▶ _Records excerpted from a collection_
//! Logical records and their two wire forms.
//!
//! A [`DataNode`] is one keyed datum: typed key and value, timestamp,
//! tombstone flag, and the pre-encoded concatenation of key and value
//! bytes. The same node serializes into two framings:
//!
//! ```text
//! table record:
//! +------+-----------+-----------+-----+-------+---------+---------+------+
//! | STAR |key_len:u32|val_len:u32| key | value | ts: f64 |deleted:1| ENDE |
//! +------+-----------+-----------+-----+-------+---------+---------+------+
//! |  4   |     4     |     4     | var |  var  |    8    |    1    |  4   |
//! +------+-----------+-----------+-----+-------+---------+---------+------+
//!
//! WAL record:
//! +-------------+------+------+-----------+-----------+-----+-------+---------+--------+-------------+
//! | 01 10 EF FE |kt: u8|vt: u8|key_len:u32|val_len:u32| key | value | ts: f64 |method:1| FE EF 10 01 |
//! +-------------+------+------+-----------+-----------+-----+-------+---------+--------+-------------+
//! ```
//!
//! All integers are little-endian; the timestamp is the millisecond count
//! written as a binary64 bit pattern. A table record of a
//! `(key_type, value_type)` pair always occupies
//! `25 + width(key_type) + width(value_type)` bytes.

use byteorder::{LittleEndian, ReadBytesExt, WriteBytesExt};

use crate::error::Result;
use crate::types::{decode_timestamp, encode_timestamp, FieldType, Value};
use crate::{errformat, errtype};

/// Table record start delimiter, ASCII `STAR`.
pub const RECORD_START: [u8; 4] = [0x53, 0x54, 0x41, 0x52];
/// Table record end delimiter, ASCII `ENDE`.
pub const RECORD_END: [u8; 4] = [0x45, 0x4E, 0x44, 0x45];
/// WAL record start delimiter.
pub const WAL_START: [u8; 4] = [0x01, 0x10, 0xEF, 0xFE];
/// WAL record end delimiter.
pub const WAL_END: [u8; 4] = [0xFE, 0xEF, 0x10, 0x01];

/// Fixed overhead of a table record: delimiters, length fields, timestamp,
/// and the tombstone flag.
pub const RECORD_FRAME: usize = 25;

/// Fixed overhead of a WAL record: the table-record frame plus the two
/// type-tag bytes.
pub const WAL_FRAME: usize = RECORD_FRAME + 2;

/// Total encoded size of a table record for a type pair.
pub fn record_width(key_type: &FieldType, value_type: &FieldType) -> usize {
    RECORD_FRAME + key_type.width() + value_type.width()
}

/// Operation byte carried by WAL records.
#[derive(Debug, Clone, Copy, PartialEq, Eq)]
pub enum WalMethod {
    Append = 0,
    Delete = 1,
}

impl WalMethod {
    pub fn from_byte(b: u8) -> Result<Self> {
        match b {
            0 => Ok(WalMethod::Append),
            1 => Ok(WalMethod::Delete),
            other => errformat!("invalid WAL method byte 0x{other:02X}"),
        }
    }
}

/// One logical record.
#[derive(Debug, Clone)]
pub struct DataNode {
    key: Value,
    value: Value,
    key_type: FieldType,
    value_type: FieldType,
    /// Milliseconds since the epoch; always positive for produced records.
    timestamp: u64,
    deleted: bool,
    /// Byte offset of the record in its table file, or -1 in memory.
    offset: i64,
    /// Pre-encoded key bytes followed by value bytes.
    data_buffer: Vec<u8>,
}

impl DataNode {
    pub fn new(
        key: Value,
        value: Value,
        key_type: FieldType,
        value_type: FieldType,
        timestamp: u64,
        deleted: bool,
    ) -> Result<Self> {
        if timestamp == 0 {
            return errtype!("record timestamp must be positive");
        }
        let mut data_buffer = Vec::with_capacity(key_type.width() + value_type.width());
        key_type.encode_into(&key, &mut data_buffer)?;
        value_type.encode_into(&value, &mut data_buffer)?;

        Ok(Self {
            key,
            value,
            key_type,
            value_type,
            timestamp,
            deleted,
            offset: -1,
            data_buffer,
        })
    }

    /// A deletion marker: carries the zero value of the declared value type.
    pub fn tombstone(
        key: Value,
        key_type: FieldType,
        value_type: FieldType,
        timestamp: u64,
    ) -> Result<Self> {
        Self::new(
            key,
            value_type.sentinel(),
            key_type,
            value_type,
            timestamp,
            true,
        )
    }

    pub fn key(&self) -> &Value {
        &self.key
    }

    pub fn value(&self) -> &Value {
        &self.value
    }

    pub fn key_type(&self) -> &FieldType {
        &self.key_type
    }

    pub fn value_type(&self) -> &FieldType {
        &self.value_type
    }

    pub fn timestamp(&self) -> u64 {
        self.timestamp
    }

    pub fn deleted(&self) -> bool {
        self.deleted
    }

    pub fn offset(&self) -> i64 {
        self.offset
    }

    pub(crate) fn set_offset(&mut self, offset: i64) {
        self.offset = offset;
    }

    pub(crate) fn key_bytes(&self) -> &[u8] {
        &self.data_buffer[..self.key_type.width()]
    }

    pub(crate) fn value_bytes(&self) -> &[u8] {
        &self.data_buffer[self.key_type.width()..]
    }

    /// Encodes into the packed table-record form.
    pub fn encode_record(&self) -> Result<Vec<u8>> {
        let mut buf = Vec::with_capacity(record_width(&self.key_type, &self.value_type));
        buf.extend_from_slice(&RECORD_START);
        buf.write_u32::<LittleEndian>(self.key_type.width() as u32)?;
        buf.write_u32::<LittleEndian>(self.value_type.width() as u32)?;
        buf.extend_from_slice(&self.data_buffer);
        buf.extend_from_slice(&encode_timestamp(self.timestamp));
        buf.push(u8::from(self.deleted));
        buf.extend_from_slice(&RECORD_END);
        Ok(buf)
    }

    /// Decodes a packed table record. `offset` is the record's position in
    /// the table file and is recorded on the node.
    pub fn decode_record(
        bytes: &[u8],
        key_type: FieldType,
        value_type: FieldType,
        offset: i64,
    ) -> Result<Self> {
        let expected = record_width(&key_type, &value_type);
        if bytes.len() != expected {
            return errformat!(
                "table record at offset {offset}: expected {expected} bytes, got {}",
                bytes.len()
            );
        }
        if bytes[..4] != RECORD_START {
            return errformat!(
                "table record at offset {offset}: bad start delimiter {:02X?}",
                &bytes[..4]
            );
        }
        if bytes[expected - 4..] != RECORD_END {
            return errformat!(
                "table record at offset {offset}: bad end delimiter {:02X?}",
                &bytes[expected - 4..]
            );
        }

        let mut r = &bytes[4..];
        let key_len = r.read_u32::<LittleEndian>()? as usize;
        let value_len = r.read_u32::<LittleEndian>()? as usize;
        if key_len != key_type.width() || value_len != value_type.width() {
            return errtype!(
                "table record at offset {offset}: declared widths {key_len}/{value_len} disagree \
                 with types {key_type}/{value_type}"
            );
        }

        let data_buffer = bytes[12..12 + key_len + value_len].to_vec();
        let key = key_type.decode(&data_buffer[..key_len])?;
        let value = value_type.decode(&data_buffer[key_len..])?;

        let ts_start = 12 + key_len + value_len;
        let timestamp = decode_timestamp(bytes[ts_start..ts_start + 8].try_into().unwrap());
        let deleted = match bytes[ts_start + 8] {
            0 => false,
            1 => true,
            other => {
                return errformat!(
                    "table record at offset {offset}: invalid tombstone byte 0x{other:02X}"
                )
            }
        };

        Ok(Self {
            key,
            value,
            key_type,
            value_type,
            timestamp,
            deleted,
            offset,
            data_buffer,
        })
    }

    /// Encodes into the WAL record form for the given operation.
    pub fn encode_wal_record(&self, method: WalMethod) -> Result<Vec<u8>> {
        let mut buf = Vec::with_capacity(WAL_FRAME + self.data_buffer.len());
        buf.extend_from_slice(&WAL_START);
        buf.push(self.key_type.tag());
        buf.push(self.value_type.tag());
        buf.write_u32::<LittleEndian>(self.key_type.width() as u32)?;
        buf.write_u32::<LittleEndian>(self.value_type.width() as u32)?;
        buf.extend_from_slice(&self.data_buffer);
        buf.extend_from_slice(&encode_timestamp(self.timestamp));
        buf.push(method as u8);
        buf.extend_from_slice(&WAL_END);
        Ok(buf)
    }
}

▶ _Exercise aim_
Go through the records. Copy each line where "crate" appears.

▶ _Exercise response_
use crate::error::Result;
use crate::types::{decode_timestamp, encode_timestamp, FieldType, Value};
use crate::{errformat, errtype};
    pub(crate) fn set_offset(&mut self, offset: i64) {
    pub(crate) fn key_bytes(&self) -> &[u8] {
    pub(crate) fn value_bytes(&self) -> &[u8] {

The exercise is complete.